Table 2 Parameters of the models fitted for each animal. Parameters representing the best median fit are highlighted in bold
Table 3 One-sample t-test to compare model parameters from the I3 data (see Table 2) to the values reported in Yu et al. (1999) for the I2 muscle

Though the model produced a good qualitative match to the measured force with the rectified EMG envelope the predicted response was observed to lead the measured response by 1.1 s. The exact reason for this additional delay in the EMG validation is not entirely clear but may be related to the nonlinear manner in which motor neuron firing is transformed to muscle contraction (Brezina and Weiss 2000). Prior studies have shown that the properties of this neuromuscular transform (NMT) in Aplysia, such as the kinetics and amplitude of contraction, can be tuned via neurotransmitter-mediated modulation (Brezina et al. 2000; Fox and Lloyd 1997). Fox and Lloyd showed that the presence of serotonin can result in a decrease in the latency between B3 and B38 firing and the onset of contraction in the anterior portion of the I3 (Fox and Lloyd 1997). This decrease in latency can be on the order of seconds (Fox and Lloyd 1997). Such neurotransmitter-mediated changes to the activation dynamics were not captured in this model.
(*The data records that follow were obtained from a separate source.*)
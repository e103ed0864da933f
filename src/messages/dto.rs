use serde::{Deserialize, Serialize};
use uuid::Uuid;

#[derive(Debug, Deserialize)]
pub struct OpenThreadRequest {
    pub participant_id: Uuid,
    pub shipment_id: Option<Uuid>,
}

#[derive(Debug, Deserialize)]
pub struct SendMessageRequest {
    pub text: String,
}

#[derive(Debug, Serialize)]
pub struct ThreadRead {
    pub updated: u64,
}
use uuid::Uuid;

use super::repo_types::MessageThread;

pub const MAX_MESSAGE_LEN: usize = 2000;

/// Storage order of a participant pair.
pub fn ordered_pair(a: Uuid, b: Uuid) -> (Uuid, Uuid) {
    if a <= b {
        (a, b)
    } else {
        (b, a)
    }
}

pub(crate) fn validate_participants(me: Uuid, other: Uuid) -> Result<(), String> {
    if me == other {
        return Err("cannot open a thread with yourself".into());
    }
    Ok(())
}

/// A shipment thread must include the shipment's sender.
pub fn may_anchor(shipment_sender: Uuid, a: Uuid, b: Uuid) -> bool {
    shipment_sender == a || shipment_sender == b
}

/// Trimmed message text, or a validation message.
pub(crate) fn validate_text(text: &str) -> Result<String, String> {
    let text = text.trim();
    if text.is_empty() {
        return Err("text is required".into());
    }
    if text.chars().count() > MAX_MESSAGE_LEN {
        return Err(format!("text is longer than {MAX_MESSAGE_LEN} characters"));
    }
    Ok(text.to_string())
}

impl MessageThread {
    /// The other participant, `None` when `user_id` is not in the thread.
    pub fn counterpart(&self, user_id: Uuid) -> Option<Uuid> {
        if user_id == self.participant1_id {
            Some(self.participant2_id)
        } else if user_id == self.participant2_id {
            Some(self.participant1_id)
        } else {
            None
        }
    }
}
These changes to the activation dynamics could also help to bring the predicted force response to the EMG envelope closer to the measured response. For instance, the measured force showed a greater ability to filter rapid changes to muscle length and the EMG than the simulated Hill-type model did. This is exhibited in the descent phase of the force in Fig. 9A (time period i), and in steady-state where neither the EMG nor the length of the muscle was changing yet the model predicted a small rise and subsequent decay in the force produced by the muscle (time period ii). The measured force response from the real animal did not show such sensitivity to changes in the EMG. These neurotransmitter-mediated changes to the activation dynamics could potentially introduce additional filtering and delays to better match the measured force response. Future work could extend the current model to include such neurotransmitter-mediated changes to the NMT, which may facilitate a wider range of Aplysia feeding behavior than if the NMT was fixed (Brezina et al. 2000).

5 Conclusions

This work expands the understanding of the feeding apparatus in Aplysia californica by creating and validating a Hill-type model of the I1/I3 retractor muscle complex. This muscle system is critical in feeding behavior, playing a major role in all three key multifunctional behaviors, biting, swallowing and rejection. Although the behavior of the muscle was found to vary somewhat between individuals, by fitting the model to the individual closest to the experimental data median, this model approximates I1/I3 contractile dynamics in adult Aplysia. Future work should assess how muscle properties vary with animal age, given the large changes in the size of the buccal mass during Aplysia development . This model will allow future biomechanical simulations to better capture the dynamics of the periphery during Aplysia feeding to investigate how the neuromuscular system coordinates and controls complex multifunctional behavior.